Program: Oral and Poster Abstracts
Type: Oral
Session: 653. Myeloma: Therapy, excluding Transplantation: Novel Therapy for Relapsed Myeloma
Hematology Disease Topics & Pathways:
apoptosis, Diseases, Adult, Therapies, Combinations, Biological Processes, Study Population, Clinically relevant, Myeloid Malignancies
Monday, December 9, 2019: 6:15 PM
Valencia A (W415A), Level 4 (Orange County Convention Center)

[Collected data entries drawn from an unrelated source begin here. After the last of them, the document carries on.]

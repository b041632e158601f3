// ==========================================
// 零售库存调货建议生成系统 - 统计摘要领域模型
// ==========================================
// SummaryEngine 输出, 不可变, 供报表/导出层消费
// ==========================================

use crate::domain::types::TransferType;
use serde::{Deserialize, Serialize};

// ==========================================
// 按产品统计
// ==========================================
#[derive(Debug, Clone, PartialEq, Serialize, Deserialize)]
pub struct ArticleStats {
    pub article: String,
    /// 产品级总需求(匹配时生效的需求上限)
    pub total_demand: u64,
    pub total_transferred: u64,
    pub line_count: u32,
    /// 涉及 OM 数量(按转出方口径)
    pub om_count: u32,
    /// 需求满足率(百分比, 保留两位小数)
    pub fulfillment_rate_pct: f64,
}

// ==========================================
// 按 OM 统计(转出方口径)
// ==========================================
#[derive(Debug, Clone, PartialEq, Serialize, Deserialize)]
pub struct OmStats {
    pub om: String,
    pub total_transferred: u64,
    pub line_count: u32,
    pub article_count: u32,
}

// ==========================================
// 按转出类型统计
// ==========================================
#[derive(Debug, Clone, PartialEq, Serialize, Deserialize)]
pub struct TransferTypeStats {
    pub transfer_type: TransferType,
    pub total_qty: u64,
    pub line_count: u32,
}

// ==========================================
// 按接收店铺统计
// ==========================================
#[derive(Debug, Clone, PartialEq, Serialize, Deserialize)]
pub struct ReceiverStats {
    pub site: String,
    /// 目标需求量(该店铺所有涉及产品的目标之和)
    pub target_qty: u64,
    pub received_qty: u64,
    pub fulfillment_rate_pct: f64,
}

// ==========================================
// 需求约束审计
// ==========================================
// 引擎正确时恒为空; 保留为导出侧审计面
#[derive(Debug, Clone, PartialEq, Serialize, Deserialize)]
pub struct DemandAuditEntry {
    pub article: String,
    pub total_demand: u64,
    pub total_transferred: u64,
    pub excess: u64,
}

// ==========================================
// TransferSummary - 统计摘要
// ==========================================
#[derive(Debug, Clone, PartialEq, Serialize, Deserialize)]
pub struct TransferSummary {
    // ===== KPI 概览 =====
    pub total_transfer_qty: u64,
    pub total_lines: u32,
    pub article_count: u32,
    pub om_count: u32,

    // ===== 分组统计(均按键升序, 输出确定) =====
    pub by_article: Vec<ArticleStats>,
    pub by_om: Vec<OmStats>,
    pub by_transfer_type: Vec<TransferTypeStats>,
    pub by_receiver: Vec<ReceiverStats>,

    // ===== 约束审计 =====
    pub demand_audit: Vec<DemandAuditEntry>,
}

impl TransferSummary {
    /// 空摘要(零建议时)
    pub fn empty() -> Self {
        Self {
            total_transfer_qty: 0,
            total_lines: 0,
            article_count: 0,
            om_count: 0,
            by_article: Vec::new(),
            by_om: Vec::new(),
            by_transfer_type: Vec::new(),
            by_receiver: Vec::new(),
            demand_audit: Vec::new(),
        }
    }

    pub fn is_empty(&self) -> bool {
        self.total_lines == 0
    }
}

Nizar Bahlis, MD1, Rachid Baz, MD2, Simon Harrison, MBBS, MRCP, FRCPath, FRACP, PhD3, Hang Quach, MD4, Shir-Jing Ho, MBBS, FRACP, FRCPA, MClinTrial Res5*, Annette Juul Vangsted, MD, PhD6*, Philippe Moreau, MD7*, Simon Gibbs, FRACP, FRCPA, MBBS8*, Ahmed Hamed Salem, PhD, FCP9, Jeremy A. Ross, PhD10*, John Pesko, PhD11*, Sally Westrup12*, Jenny Vue12*, Paulo C. Maciag, MD, PhD11*, Orlando F. Bueno, MD, PhD10 and Jonathan L. Kaufman, MD13

1Arnie Charbonneau Cancer Research Institute, University of Calgary, Calgary, AB, Canada
2Moffitt Cancer Center, Tampa, FL
3Department of Haematology, Peter MacCallum Cancer Centre, Melbourne, Australia
4University of Melbourne, St Vincent's Hospital Melbourne, Melbourne, Australia
5Department of Haematology, St George Hospital, Sydney, Australia
6Department of Hematology, Rigshospitalet, Copenhagen, Denmark
7Clinical Hematology, University Hospital Hôtel-Dieu, Nantes, France
8Department of Haematology, Monash University Eastern Health Clinical School, Melbourne, Australia
9AbbVie, North Chicago, IL
10AbbVie, Inc., North Chicago, IL
11AbbVie Inc., North Chicago, IL
12AbbVie, Inc, North Chicago, IL
13Winship Cancer Institute, Emory University School of Medicine, Atlanta, GA

Background: Novel and more effective therapies for multiple myeloma (MM) have led to increasing overall survival, but most patients (pts) will eventually relapse or become refractory (RR). The proteasome inhibitor (PI) bortezomib (V), the anti-CD38 antibody daratumumab (D), and dexamethasone (d) are key agents for combination therapy in first-line and RR settings. Venetoclax (Ven) is a highly selective, potent, oral BCL-2 inhibitor that induces apoptosis in BCL-2-dependent MM cells in vitro. Encouraging clinical efficacy has been observed with Ven monotherapy in t(11;14) pts, and with VenV in pts irrespective of disease genetic background. In view of MM intraclonal heterogeneity, the addition of D to Ven +/- PI is postulated to further enhance antitumor activity of Ven-based regimens in RRMM.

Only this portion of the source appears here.